**WHAT YOU HAVE TO DO:** Find every line in the records below that holds the word "Counter" and copy it.

**AVAILABLE DATA:**
####

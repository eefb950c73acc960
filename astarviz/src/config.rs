//! Visualizer settings.

use std::time::Duration;

/// Settings the [`Visualizer`](crate::Visualizer) is built from.
#[derive(Debug, Clone, PartialEq, Eq)]
pub struct VisualizerConfig {
    /// Side length of the board in cells.
    pub size: usize,
    /// Pause after each animation frame of a search.
    pub step_delay: Duration,
    /// Seed for generated mazes; `None` seeds from the OS.
    pub seed: Option<u64>,
}

impl Default for VisualizerConfig {
    fn default() -> Self {
        Self {
            size: 32,
            step_delay: Duration::from_millis(5),
            seed: None,
        }
    }
}
//! The Elm-style application loop: [`Model`], [`Driver`], [`Canvas`],
//! [`Effect`], [`App`].

use std::sync::atomic::{AtomicBool, Ordering};
use std::sync::mpsc::{self, Receiver, Sender};
use std::sync::Arc;

use crate::messages::Msg;
use crate::screen::{compute_frame, Frame, Screen};

// ---------------------------------------------------------------------------
// Context (cancellation token)
// ---------------------------------------------------------------------------

/// A simple cooperative-cancellation token backed by an [`AtomicBool`].
#[derive(Clone, Debug)]
pub struct Context {
    done: Arc<AtomicBool>,
}

impl Context {
    /// Create a new, non-cancelled context.
    pub fn new() -> Self {
        Self {
            done: Arc::new(AtomicBool::new(false)),
        }
    }

    /// Whether cancellation has been requested.
    #[inline]
    pub fn is_done(&self) -> bool {
        self.done.load(Ordering::Relaxed)
    }

    /// Request cancellation.
    #[inline]
    pub fn cancel(&self) {
        self.done.store(true, Ordering::Relaxed);
    }
}

impl Default for Context {
    fn default() -> Self {
        Self::new()
    }
}

// ---------------------------------------------------------------------------
// Effect
// ---------------------------------------------------------------------------

/// A side-effect returned by [`Model::update`].
#[derive(Debug, Clone, Copy, PartialEq, Eq)]
pub enum Effect {
    /// Signal the application loop to stop.
    End,
}

// ---------------------------------------------------------------------------
// Canvas
// ---------------------------------------------------------------------------

/// Synchronous access to the screen from inside [`Model::update`].
///
/// Long-running updates use this to show intermediate frames before they
/// return control to the loop.
pub trait Canvas {
    /// Draw a complete frame with `draw` and show it immediately.
    fn present(&mut self, draw: &mut dyn FnMut(&mut Screen));
}

/// A [`Canvas`] that keeps the last presented screen in memory and counts
/// frames. Used where no terminal is attached.
#[derive(Debug, Clone)]
pub struct HeadlessCanvas {
    pub screen: Screen,
    pub frames: usize,
}

impl HeadlessCanvas {
    pub fn new(width: i32, height: i32) -> Self {
        Self {
            screen: Screen::new(width, height),
            frames: 0,
        }
    }
}

impl Canvas for HeadlessCanvas {
    fn present(&mut self, draw: &mut dyn FnMut(&mut Screen)) {
        draw(&mut self.screen);
        self.frames += 1;
    }
}

// ---------------------------------------------------------------------------
// Model trait
// ---------------------------------------------------------------------------

/// The application model.
pub trait Model {
    /// Process a message, optionally returning a side-effect.
    fn update(&mut self, msg: Msg, canvas: &mut dyn Canvas) -> Option<Effect>;

    /// Render the current state into `screen`.
    fn draw(&self, screen: &mut Screen);
}

// ---------------------------------------------------------------------------
// Driver trait
// ---------------------------------------------------------------------------

/// Back-end driver (e.g. a terminal).
pub trait Driver {
    /// Initialise the back-end.
    fn init(&mut self) -> Result<(), Box<dyn std::error::Error>>;

    /// Poll for input messages, sending them through `tx`.
    /// The implementation should honour `ctx.is_done()` and return when it
    /// becomes `true`.
    fn poll_msgs(
        &mut self,
        ctx: &Context,
        tx: Sender<Msg>,
    ) -> Result<(), Box<dyn std::error::Error>>;

    /// Flush a computed frame to the screen.
    fn flush(&mut self, frame: Frame) -> Result<(), Box<dyn std::error::Error>>;

    /// Clean up / restore the terminal.
    fn close(&mut self);
}

// ---------------------------------------------------------------------------
// Presenter
// ---------------------------------------------------------------------------

/// The [`Canvas`] handed to the model by [`App`]: draws into the current
/// screen, diffs against the previous one and flushes through the driver.
struct Presenter<'a, D: Driver> {
    driver: &'a mut D,
    prev: &'a mut Screen,
    curr: &'a mut Screen,
    error: Option<Box<dyn std::error::Error>>,
}

impl<D: Driver> Presenter<'_, D> {
    fn show(&mut self) {
        if self.error.is_some() {
            return;
        }
        let frame = compute_frame(self.prev, self.curr);
        if !frame.is_empty() {
            if let Err(e) = self.driver.flush(frame) {
                self.error = Some(e);
                return;
            }
        }
        self.prev.copy_from(self.curr);
    }
}

impl<D: Driver> Canvas for Presenter<'_, D> {
    fn present(&mut self, draw: &mut dyn FnMut(&mut Screen)) {
        draw(self.curr);
        self.show();
    }
}

// ---------------------------------------------------------------------------
// AppConfig / App
// ---------------------------------------------------------------------------

/// Configuration for creating an [`App`].
pub struct AppConfig<M: Model, D: Driver> {
    pub model: M,
    pub driver: D,
    pub width: i32,
    pub height: i32,
}

/// The main application runner.
pub struct App<M: Model, D: Driver> {
    model: M,
    driver: D,
    width: i32,
    height: i32,
}

impl<M: Model, D: Driver> App<M, D> {
    /// Create a new application from a configuration.
    pub fn new(config: AppConfig<M, D>) -> Self {
        Self {
            model: config.model,
            driver: config.driver,
            width: config.width,
            height: config.height,
        }
    }

    /// Run the main Model-View-Update loop.
    ///
    /// 1. Initialises the driver.
    /// 2. Sends `Msg::Init` through the model.
    /// 3. Enters the event loop: poll → update → draw → diff → flush.
    /// 4. Stops when the model returns `Effect::End` or a `Msg::Quit`
    ///    arrives.
    pub fn run(&mut self) -> Result<(), Box<dyn std::error::Error>> {
        self.driver.init()?;

        let ctx = Context::new();
        let (tx, rx): (Sender<Msg>, Receiver<Msg>) = mpsc::channel();
        tx.send(Msg::Init).ok();

        let mut prev = Screen::new(self.width, self.height);
        let mut curr = Screen::new(self.width, self.height);

        let result = self.event_loop(&ctx, &tx, &rx, &mut prev, &mut curr);
        self.driver.close();
        result
    }

    fn event_loop(
        &mut self,
        ctx: &Context,
        tx: &Sender<Msg>,
        rx: &Receiver<Msg>,
        prev: &mut Screen,
        curr: &mut Screen,
    ) -> Result<(), Box<dyn std::error::Error>> {
        // Process the Init message first.
        self.process_pending(rx, ctx, prev, curr)?;

        while !ctx.is_done() {
            if let Err(e) = self.driver.poll_msgs(ctx, tx.clone()) {
                ctx.cancel();
                return Err(e);
            }
            if ctx.is_done() {
                break;
            }
            self.process_pending(rx, ctx, prev, curr)?;
        }
        Ok(())
    }

    /// Drain queued messages, update the model, draw, diff, and flush.
    fn process_pending(
        &mut self,
        rx: &Receiver<Msg>,
        ctx: &Context,
        prev: &mut Screen,
        curr: &mut Screen,
    ) -> Result<(), Box<dyn std::error::Error>> {
        let mut needs_draw = false;

        while let Ok(msg) = rx.try_recv() {
            if matches!(msg, Msg::Quit) {
                ctx.cancel();
                return Ok(());
            }
            let mut presenter = Presenter {
                driver: &mut self.driver,
                prev: &mut *prev,
                curr: &mut *curr,
                error: None,
            };
            let effect = self.model.update(msg, &mut presenter);
            if let Some(e) = presenter.error.take() {
                return Err(e);
            }
            if let Some(Effect::End) = effect {
                ctx.cancel();
                return Ok(());
            }
            needs_draw = true;
        }

        if needs_draw {
            let model = &self.model;
            let mut presenter = Presenter {
                driver: &mut self.driver,
                prev: &mut *prev,
                curr: &mut *curr,
                error: None,
            };
            presenter.present(&mut |screen: &mut Screen| model.draw(screen));
            if let Some(e) = presenter.error.take() {
                return Err(e);
            }
        }

        Ok(())
    }
}

#[cfg(test)]
mod tests {
    use super::*;
    use crate::geom::Point;
    use crate::glyph::Glyph;
    use crate::messages::Key;

    /// Driver that replays a fixed list of messages and records flushes.
    struct ScriptDriver {
        script: Vec<Msg>,
        flushed: Vec<Frame>,
        closed: bool,
    }

    impl Driver for ScriptDriver {
        fn init(&mut self) -> Result<(), Box<dyn std::error::Error>> {
            Ok(())
        }

        fn poll_msgs(
            &mut self,
            _ctx: &Context,
            tx: Sender<Msg>,
        ) -> Result<(), Box<dyn std::error::Error>> {
            if self.script.is_empty() {
                tx.send(Msg::Quit).ok();
            } else {
                tx.send(self.script.remove(0)).ok();
            }
            Ok(())
        }

        fn flush(&mut self, frame: Frame) -> Result<(), Box<dyn std::error::Error>> {
            self.flushed.push(frame);
            Ok(())
        }

        fn close(&mut self) {
            self.closed = true;
        }
    }

    /// Counts key presses; each press animates two intermediate frames.
    struct Counter {
        presses: u32,
    }

    impl Model for Counter {
        fn update(&mut self, msg: Msg, canvas: &mut dyn Canvas) -> Option<Effect> {
            match msg {
                Msg::KeyDown { key: Key::Char('q'), .. } => Some(Effect::End),
                Msg::KeyDown { .. } => {
                    for i in 0..2 {
                        canvas.present(&mut |s: &mut Screen| {
                            s.set(Point::new(i, 0), Glyph::default().with_char('*'));
                        });
                    }
                    self.presses += 1;
                    None
                }
                _ => None,
            }
        }

        fn draw(&self, screen: &mut Screen) {
            let ch = char::from_digit(self.presses % 10, 10).unwrap_or('?');
            screen.set(Point::new(3, 0), Glyph::default().with_char(ch));
        }
    }

    #[test]
    fn loop_presents_intermediate_frames_and_ends() {
        let driver = ScriptDriver {
            script: vec![Msg::key(Key::Space), Msg::key(Key::Char('q'))],
            flushed: Vec::new(),
            closed: false,
        };
        let mut app = App::new(AppConfig {
            model: Counter { presses: 0 },
            driver,
            width: 4,
            height: 1,
        });
        app.run().unwrap();
        assert_eq!(app.model.presses, 1);
        assert!(app.driver.closed);
        // Init draw + two animation frames + post-update draw.
        assert_eq!(app.driver.flushed.len(), 4);
        assert_eq!(app.driver.flushed[1].glyphs.len(), 1);
    }

    #[test]
    fn headless_canvas_counts_frames() {
        let mut canvas = HeadlessCanvas::new(2, 1);
        canvas.present(&mut |s: &mut Screen| s.set(Point::new(1, 0), Glyph::default().with_char('x')));
        assert_eq!(canvas.frames, 1);
        assert_eq!(canvas.screen.at(Point::new(1, 0)).ch, 'x');
    }

    #[test]
    fn context_cancel() {
        let ctx = Context::new();
        let clone = ctx.clone();
        assert!(!ctx.is_done());
        clone.cancel();
        assert!(ctx.is_done());
    }
}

####

**TASK ANSWER:**
    struct Counter {
    impl Model for Counter {
            model: Counter { presses: 0 },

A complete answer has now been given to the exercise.